> Task description: Give the number of lines below that contain the string "aggregator", and no other text.

-- -- --

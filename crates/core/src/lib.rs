pub mod aggregator;
pub mod cache;
pub mod config;
pub mod metrics;
pub mod source;
pub mod testing;

pub use aggregator::{AggregateError, Aggregator, AggregatorConfig, SourceFailure};
pub use cache::{CacheError, CacheLookup, CacheStats, ResultCache};
pub use config::{
    load_config, load_config_from_str, validate_config, Config, ConfigError, IbitConfig,
    YtsConfig,
};
pub use source::{
    IbitSource, Source, SourceError, TorrentResult, YtsSource, IBIT_SOURCE_NAME, YTS_SOURCE_NAME,
};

-- -- --

> Written reply: 2